28.07.10 | Organisiert hatte diese rundum gelungene Veranstaltung wiederum Noldi Tiri und seine wie immer hoch motivierten Helfer der Sektion Traversina. Nach Ansprachen von Regierungsrat Stefan Engler, Amtsvorsteher Dr. Georg Brosi und Zentralpräsident Beat Angerer, welcher die Jungjägerinnen zum Beitritt in den BKPJV ermunterte und herzlich willkommen hiess, war der ersehnte Augenblick gekommen.

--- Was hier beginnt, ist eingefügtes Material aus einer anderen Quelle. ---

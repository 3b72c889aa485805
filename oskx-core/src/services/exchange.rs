//! The exchange state machine.
//!
//! Owns the lifecycle of the exchange aggregate and orchestrates every
//! side effect of a transition: escrow through the ledger, inbox
//! notifications, and relay broadcasts. Transitions are linearized per
//! exchange id with a keyed lock, and the status write itself is a
//! compare-and-swap at the store layer, so escrow resolution executes at
//! most once per exchange even across racing callers.
//!
//! Side-effect ordering follows the compensation rule: everything that
//! can fail validation runs before the first write, the escrow debit
//! runs before the exchange insert (and is refunded if the insert
//! fails), and notification/relay failures are logged and swallowed.

use crate::entities::{
    Exchange, ExchangeStatus, ExchangeTerms, Message, MessageKind, NotificationKind, Rating,
};
use crate::error::EngineError;
use crate::events::{Relay, RelayEvent, Topic};
use crate::services::ledger::Ledger;
use crate::services::notify::Notifier;
use crate::store::Store;
use crate::utils::keyed_lock::KeyedLocks;
use compact_str::{CompactString, format_compact};
use kanau::processor::Processor;
use serde_json::json;
use std::sync::Arc;
use uuid::Uuid;

#[derive(Clone)]
pub struct ExchangeEngine {
    pub(crate) store: Arc<dyn Store>,
    pub(crate) ledger: Ledger,
    pub(crate) notifier: Notifier,
    pub(crate) relay: Relay,
    pub(crate) locks: Arc<KeyedLocks<Uuid>>,
}

impl ExchangeEngine {
    pub fn new(store: Arc<dyn Store>, ledger: Ledger, notifier: Notifier, relay: Relay) -> Self {
        Self {
            store,
            ledger,
            notifier,
            relay,
            locks: Arc::new(KeyedLocks::new()),
        }
    }

    pub(crate) async fn display_name_of(&self, user_id: Uuid) -> CompactString {
        match self.store.find_user(user_id).await {
            Ok(Some(user)) => user.display_name,
            _ => CompactString::const_new("Unknown User"),
        }
    }

    async fn broadcast_status(&self, exchange_id: Uuid, status: ExchangeStatus, changed_by: Uuid) {
        self.relay
            .publish(
                Topic::Exchange(exchange_id),
                RelayEvent::ExchangeStatusChanged {
                    exchange_id,
                    status,
                    changed_by,
                },
            )
            .await;
    }

    fn load_checked(
        exchange: Option<Exchange>,
        actor_id: Uuid,
    ) -> Result<Exchange, EngineError> {
        let exchange = exchange.ok_or(EngineError::NotFound("exchange"))?;
        if !exchange.is_party(actor_id) {
            return Err(EngineError::Forbidden);
        }
        Ok(exchange)
    }
}

// ---------------------------------------------------------------------------
// Create
// ---------------------------------------------------------------------------

/// Open a new exchange: escrow the cost from the requester and create
/// the aggregate in `Pending`.
#[derive(Debug, Clone)]
pub struct CreateExchange {
    pub requester_id: Uuid,
    pub provider_id: Uuid,
    pub terms: ExchangeTerms,
}

impl Processor<CreateExchange> for ExchangeEngine {
    type Output = Exchange;
    type Error = EngineError;

    #[tracing::instrument(skip_all, err, name = "Engine:CreateExchange")]
    async fn process(&self, msg: CreateExchange) -> Result<Exchange, EngineError> {
        msg.terms.validate()?;
        if msg.requester_id == msg.provider_id {
            return Err(EngineError::SelfExchange);
        }
        let requester = self
            .store
            .find_user(msg.requester_id)
            .await?
            .ok_or(EngineError::NotFound("user"))?;
        if self.store.find_user(msg.provider_id).await?.is_none() {
            return Err(EngineError::NotFound("provider"));
        }

        let exchange = Exchange::new(msg.requester_id, msg.provider_id, msg.terms);
        let total_cost = exchange.total_cost;
        let reason = format_compact!("Exchange request for {}", exchange.skill_label);

        // Escrow before insert. The debit is the only step that can fail
        // a business rule (insufficient funds); doing it first means a
        // failed create leaves no trace.
        self.ledger
            .debit(
                msg.requester_id,
                total_cost,
                reason.clone(),
                Some(exchange.exchange_id),
            )
            .await?;

        if let Err(e) = self.store.insert_exchange(&exchange).await {
            // Compensate: the escrow must not stay orphaned.
            tracing::error!(
                error = %e,
                exchange_id = %exchange.exchange_id,
                "exchange insert failed after escrow debit, refunding"
            );
            // Bound to a local so no `format_args!` temporary lives
            // across the await; the future must stay `Send`.
            let refund_reason = format_compact!(
                "Refund for failed exchange creation: {}",
                exchange.skill_label
            );
            if let Err(refund_err) = self
                .ledger
                .credit(
                    msg.requester_id,
                    total_cost,
                    refund_reason,
                    Some(exchange.exchange_id),
                )
                .await
            {
                tracing::error!(
                    error = %refund_err,
                    exchange_id = %exchange.exchange_id,
                    "compensating refund failed, escrow orphaned"
                );
            }
            return Err(e.into());
        }

        self.notifier
            .notify(
                msg.requester_id,
                NotificationKind::PointsDeducted,
                json!({
                    "amount": total_cost,
                    "reason": reason.as_str(),
                    "exchange_id": exchange.exchange_id,
                }),
            )
            .await;
        self.notifier
            .notify(
                msg.provider_id,
                NotificationKind::NewExchangeRequest,
                json!({
                    "exchange_id": exchange.exchange_id,
                    "requester_name": requester.display_name.as_str(),
                    "skill": exchange.skill_label.as_str(),
                    "description": exchange.description,
                }),
            )
            .await;

        Ok(exchange)
    }
}

// ---------------------------------------------------------------------------
// Accept / Decline
// ---------------------------------------------------------------------------

/// Provider accepts a pending exchange. Funds stay escrowed.
#[derive(Debug, Clone)]
pub struct AcceptExchange {
    pub exchange_id: Uuid,
    pub actor_id: Uuid,
}

impl Processor<AcceptExchange> for ExchangeEngine {
    type Output = Exchange;
    type Error = EngineError;

    #[tracing::instrument(skip_all, err, name = "Engine:AcceptExchange")]
    async fn process(&self, msg: AcceptExchange) -> Result<Exchange, EngineError> {
        let _guard = self.locks.acquire(msg.exchange_id).await;

        let mut exchange = self
            .store
            .find_exchange(msg.exchange_id)
            .await?
            .ok_or(EngineError::NotFound("exchange"))?;
        if exchange.provider_id != msg.actor_id {
            return Err(EngineError::Forbidden);
        }
        if exchange.status != ExchangeStatus::Pending {
            return Err(EngineError::InvalidTransition {
                from: exchange.status.into(),
                to: ExchangeStatus::Accepted.into(),
            });
        }

        let now = time::OffsetDateTime::now_utc();
        if !self
            .store
            .update_status(
                msg.exchange_id,
                ExchangeStatus::Pending,
                ExchangeStatus::Accepted,
                now,
            )
            .await?
        {
            return Err(EngineError::Conflict);
        }
        exchange.status = ExchangeStatus::Accepted;
        exchange.updated_at = now;

        let provider_name = self.display_name_of(msg.actor_id).await;
        self.notifier
            .notify(
                exchange.requester_id,
                NotificationKind::ExchangeAccepted,
                json!({
                    "exchange_id": exchange.exchange_id,
                    "provider_name": provider_name.as_str(),
                    "skill": exchange.skill_label.as_str(),
                }),
            )
            .await;
        self.broadcast_status(msg.exchange_id, ExchangeStatus::Accepted, msg.actor_id)
            .await;

        Ok(exchange)
    }
}
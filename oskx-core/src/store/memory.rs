//! In-memory store.
//!
//! Backs the engine in tests and in single-node deployments without a
//! database. One `RwLock` guards all collections, which gives every
//! trait method insert atomicity for free.

use super::{
    ExchangeStore, MessageStore, NotificationStore, Page, Paged, RatingStore, StoreError,
    TransactionStore, UserStore,
};
use crate::entities::{
    Exchange, ExchangeStatus, Message, Notification, Rating, TransactionRecord, UserRecord,
};
use async_trait::async_trait;
use itertools::Itertools;
use rust_decimal::Decimal;
use std::collections::HashMap;
use std::sync::Arc;
use tokio::sync::RwLock;
use uuid::Uuid;

#[derive(Default)]
struct Inner {
    users: HashMap<Uuid, UserRecord>,
    exchanges: HashMap<Uuid, Exchange>,
    transactions: Vec<TransactionRecord>,
    messages: Vec<Message>,
    ratings: Vec<Rating>,
    notifications: Vec<Notification>,
}

#[derive(Default, Clone)]
pub struct MemoryStore {
    inner: Arc<RwLock<Inner>>,
}

impl MemoryStore {
    pub fn new() -> Self {
        Self::default()
    }
}

#[async_trait]
impl UserStore for MemoryStore {
    async fn insert_user(&self, user: &UserRecord) -> Result<(), StoreError> {
        let mut inner = self.inner.write().await;
        inner.users.insert(user.user_id, user.clone());
        Ok(())
    }

    async fn find_user(&self, user_id: Uuid) -> Result<Option<UserRecord>, StoreError> {
        let inner = self.inner.read().await;
        Ok(inner.users.get(&user_id).cloned())
    }

    async fn set_points_balance(&self, user_id: Uuid, balance: Decimal) -> Result<(), StoreError> {
        let mut inner = self.inner.write().await;
        if let Some(user) = inner.users.get_mut(&user_id) {
            user.points_balance = balance;
        }
        Ok(())
    }

    async fn set_average_rating(&self, user_id: Uuid, value: Decimal) -> Result<(), StoreError> {
        let mut inner = self.inner.write().await;
        if let Some(user) = inner.users.get_mut(&user_id) {
            user.average_rating = Some(value);
        }
        Ok(())
    }
}

#[async_trait]
impl ExchangeStore for MemoryStore {
    async fn insert_exchange(&self, exchange: &Exchange) -> Result<(), StoreError> {
        let mut inner = self.inner.write().await;
        inner.exchanges.insert(exchange.exchange_id, exchange.clone());
        Ok(())
    }

    async fn find_exchange(&self, exchange_id: Uuid) -> Result<Option<Exchange>, StoreError> {
        let inner = self.inner.read().await;
        Ok(inner.exchanges.get(&exchange_id).cloned())
    }

    async fn list_exchanges_for(&self, user_id: Uuid) -> Result<Vec<Exchange>, StoreError> {
        let inner = self.inner.read().await;
        Ok(inner
            .exchanges
            .values()
            .filter(|e| e.is_party(user_id))
            .cloned()
            .sorted_by_key(|e| std::cmp::Reverse((e.created_at, e.exchange_id)))
            .collect())
    }

    async fn update_status(
        &self,
        exchange_id: Uuid,
        expected: ExchangeStatus,
        target: ExchangeStatus,
        updated_at: time::OffsetDateTime,
    ) -> Result<bool, StoreError> {
        let mut inner = self.inner.write().await;
        match inner.exchanges.get_mut(&exchange_id) {
            Some(e) if e.status == expected => {
                e.status = target;
                e.updated_at = updated_at;
                Ok(true)
            }
            _ => Ok(false),
        }
    }
}

#[async_trait]
impl TransactionStore for MemoryStore {
    async fn append_transaction(&self, record: &TransactionRecord) -> Result<(), StoreError> {
        let mut inner = self.inner.write().await;
        inner.transactions.push(record.clone());
        Ok(())
    }

    async fn transactions_of(
        &self,
        user_id: Uuid,
        page: Page,
    ) -> Result<Paged<TransactionRecord>, StoreError> {
        let inner = self.inner.read().await;
        let all: Vec<TransactionRecord> = inner
            .transactions
            .iter()
            .filter(|t| t.user_id == user_id)
            .cloned()
            .sorted_by_key(|t| std::cmp::Reverse((t.created_at, t.transaction_id)))
            .collect();
        let total = all.len() as u64;
        let items = all
            .into_iter()
            .skip(page.offset as usize)
            .take(page.limit as usize)
            .collect();
        Ok(Paged { items, total })
    }

    async fn transactions_between(
        &self,
        user_id: Uuid,
        from: time::OffsetDateTime,
        until: time::OffsetDateTime,
    ) -> Result<Vec<TransactionRecord>, StoreError> {
        let inner = self.inner.read().await;
        Ok(inner
            .transactions
            .iter()
            .filter(|t| t.user_id == user_id && t.created_at >= from && t.created_at < until)
            .cloned()
            .sorted_by_key(|t| (t.created_at, t.transaction_id))
            .collect())
    }
}

#[async_trait]
impl MessageStore for MemoryStore {
    async fn append_message(&self, message: &Message) -> Result<(), StoreError> {
        let mut inner = self.inner.write().await;
        inner.messages.push(message.clone());
        Ok(())
    }

    async fn messages_of(&self, exchange_id: Uuid) -> Result<Vec<Message>, StoreError> {
        let inner = self.inner.read().await;
        Ok(inner
            .messages
            .iter()
            .filter(|m| m.exchange_id == exchange_id)
            .cloned()
            .sorted_by_key(|m| (m.created_at, m.message_id))
            .collect())
    }
}

#[async_trait]
impl RatingStore for MemoryStore {
    async fn insert_rating(&self, rating: &Rating) -> Result<(), StoreError> {
        let mut inner = self.inner.write().await;
        inner.ratings.push(rating.clone());
        Ok(())
    }

    async fn rating_for_exchange(&self, exchange_id: Uuid) -> Result<Option<Rating>, StoreError> {
        let inner = self.inner.read().await;
        Ok(inner
            .ratings
            .iter()
            .find(|r| r.exchange_id == exchange_id)
            .cloned())
    }

    async fn ratings_of_user(&self, user_id: Uuid) -> Result<Vec<Rating>, StoreError> {
        let inner = self.inner.read().await;
        Ok(inner
            .ratings
            .iter()
            .filter(|r| r.rated_user_id == user_id)
            .cloned()
            .sorted_by_key(|r| (r.created_at, r.rating_id))
            .collect())
    }
}

#[async_trait]
impl NotificationStore for MemoryStore {
    async fn append_notification(&self, notification: &Notification) -> Result<(), StoreError> {
        let mut inner = self.inner.write().await;
        inner.notifications.push(notification.clone());
        Ok(())
    }

    async fn notifications_of(
        &self,
        user_id: Uuid,
        limit: u64,
    ) -> Result<Vec<Notification>, StoreError> {
        let inner = self.inner.read().await;
        Ok(inner
            .notifications
            .iter()
            .filter(|n| n.user_id == user_id)
            .cloned()
            .sorted_by_key(|n| std::cmp::Reverse((n.created_at, n.notification_id)))
            .take(limit as usize)
            .collect())
    }

    async fn unread_count(&self, user_id: Uuid) -> Result<u64, StoreError> {
        let inner = self.inner.read().await;
        Ok(inner
            .notifications
            .iter()
            .filter(|n| n.user_id == user_id && !n.is_read)
            .count() as u64)
    }

    async fn mark_read(&self, notification_id: Uuid, user_id: Uuid) -> Result<bool, StoreError> {
        let mut inner = self.inner.write().await;
        match inner
            .notifications
            .iter_mut()
            .find(|n| n.notification_id == notification_id && n.user_id == user_id)
        {
            Some(n) => {
                n.is_read = true;
                Ok(true)
            }
            None => Ok(false),
        }
    }

    async fn mark_all_read(&self, user_id: Uuid) -> Result<u64, StoreError> {
        let mut inner = self.inner.write().await;
        let mut updated = 0;
        for n in inner
            .notifications
            .iter_mut()
            .filter(|n| n.user_id == user_id && !n.is_read)
        {
            n.is_read = true;
            updated += 1;
        }
        Ok(updated)
    }

    async fn delete_notification(
        &self,
        notification_id: Uuid,
        user_id: Uuid,
    ) -> Result<bool, StoreError> {
        let mut inner = self.inner.write().await;
        let before = inner.notifications.len();
        inner
            .notifications
            .retain(|n| !(n.notification_id == notification_id && n.user_id == user_id));
        Ok(inner.notifications.len() < before)
    }
}

#[cfg(test)]
mod tests {
    use super::*;
    use crate::entities::{ExchangeTerms, MessageKind, NotificationKind, TransactionKind};
    use rust_decimal_macros::dec;

    fn user(id: u128, balance: Decimal) -> UserRecord {
        UserRecord {
            user_id: Uuid::from_u128(id),
            display_name: "someone".into(),
            points_balance: balance,
            average_rating: None,
        }
    }

    fn terms() -> ExchangeTerms {
        ExchangeTerms {
            skill_id: Uuid::now_v7(),
            skill_label: "Rust mentoring".into(),
            skill_level: Some("Advanced".into()),
            description: None,
            session_type: None,
            hourly_rate: dec!(25),
            duration_hours: dec!(2),
            scheduled_date: None,
            is_mutual_exchange: false,
        }
    }

    #[tokio::test]
    async fn status_cas_rejects_stale_expectation() {
        let store = MemoryStore::new();
        let exchange = Exchange::new(Uuid::from_u128(1), Uuid::from_u128(2), terms());
        let id = exchange.exchange_id;
        store.insert_exchange(&exchange).await.unwrap();

        let now = time::OffsetDateTime::now_utc();
        assert!(
            store
                .update_status(id, ExchangeStatus::Pending, ExchangeStatus::Accepted, now)
                .await
                .unwrap()
        );
        // Second writer still expects Pending and must lose.
        assert!(
            !store
                .update_status(id, ExchangeStatus::Pending, ExchangeStatus::Cancelled, now)
                .await
                .unwrap()
        );
        let stored = store.find_exchange(id).await.unwrap().unwrap();
        assert_eq!(stored.status, ExchangeStatus::Accepted);
    }

    #[tokio::test]
    async fn messages_come_back_in_creation_order() {
        let store = MemoryStore::new();
        let exchange_id = Uuid::from_u128(7);
        let sender = Uuid::from_u128(1);
        for i in 0..5 {
            let msg = Message::new(exchange_id, sender, format!("msg {i}"), MessageKind::Text);
            store.append_message(&msg).await.unwrap();
        }
        let messages = store.messages_of(exchange_id).await.unwrap();
        let contents: Vec<&str> = messages.iter().map(|m| m.content.as_str()).collect();
        assert_eq!(contents, vec!["msg 0", "msg 1", "msg 2", "msg 3", "msg 4"]);
    }

    #[tokio::test]
    async fn transaction_pagination_reports_total() {
        let store = MemoryStore::new();
        let uid = Uuid::from_u128(1);
        for i in 0..7 {
            let tx = TransactionRecord::new(
                uid,
                TransactionKind::Award,
                Decimal::from(i),
                "seed".into(),
                None,
            );
            store.append_transaction(&tx).await.unwrap();
        }
        let page = store
            .transactions_of(
                uid,
                Page {
                    offset: 5,
                    limit: 5,
                },
            )
            .await
            .unwrap();
        assert_eq!(page.total, 7);
        assert_eq!(page.items.len(), 2);
    }

    #[tokio::test]
    async fn notification_scoping_hides_other_users_entries() {
        let store = MemoryStore::new();
        let owner = Uuid::from_u128(1);
        let stranger = Uuid::from_u128(2);
        let n = Notification::new(
            owner,
            NotificationKind::PointsAwarded,
            serde_json::json!({"amount": "50"}),
        );
        store.append_notification(&n).await.unwrap();

        assert!(!store.mark_read(n.notification_id, stranger).await.unwrap());
        assert!(
            !store
                .delete_notification(n.notification_id, stranger)
                .await
                .unwrap()
        );
        assert_eq!(store.unread_count(owner).await.unwrap(), 1);

        assert!(store.mark_read(n.notification_id, owner).await.unwrap());
        assert_eq!(store.unread_count(owner).await.unwrap(), 0);
    }

    #[tokio::test]
    async fn balance_updates_are_visible() {
        let store = MemoryStore::new();
        let u = user(1, dec!(100));
        store.insert_user(&u).await.unwrap();
        store
            .set_points_balance(u.user_id, dec!(42.5))
            .await
            .unwrap();
        let stored = store.find_user(u.user_id).await.unwrap().unwrap();
        assert_eq!(stored.points_balance, dec!(42.5));
    }
}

Durch die neue Präsentation aller Jungjäger der betreffenden Region auf der Grossleinwand ging das ganze Prozedere zügiger vonstatten wie in den vergangenen Jahren. Zwar liess wie üblich die Disziplin während den Ansprachen zu wünschen übrig und das Outfit von manchem zukünftigem Nimrod entsprach nicht gerade demjenigen eines Jagd- und Naturmenschen. Sicher sind die Zeiten der «Jägergwändli» und Uniformen vorbei, doch sollte man einen Jäger eigentlich schon noch von einem Break-Dancer in Down-Town Chur und Zürich unterscheiden können.
Da könnte sicher während der Ausbildung auch mal ein lenkendes Votum nicht schaden. Wir müssen ein modernes, aber auch klares Corporate Identity (CI) für uns Jäger genauso entwickeln, wie das die Sportclubs und andere Institutionen auch tun. Man soll sich auch mit seinem Äusseren irgendwie als Jäger resp. Naturmensch der Öffentlichkeit zeigen. Dazu brauchts kein «Jägerhäs» mehr. Es reichen auch gute Outdoor-Klamotten.
Das so nebenbei die Gedanken des Redaktors, der beileibe kein Verfechter des «German-Lodengreen» ist. Nach dem obligaten Gruppenfoto sorgte der Apéro für gute Stimmung und natürlich Vorfreude auf die kommende erste Jagd.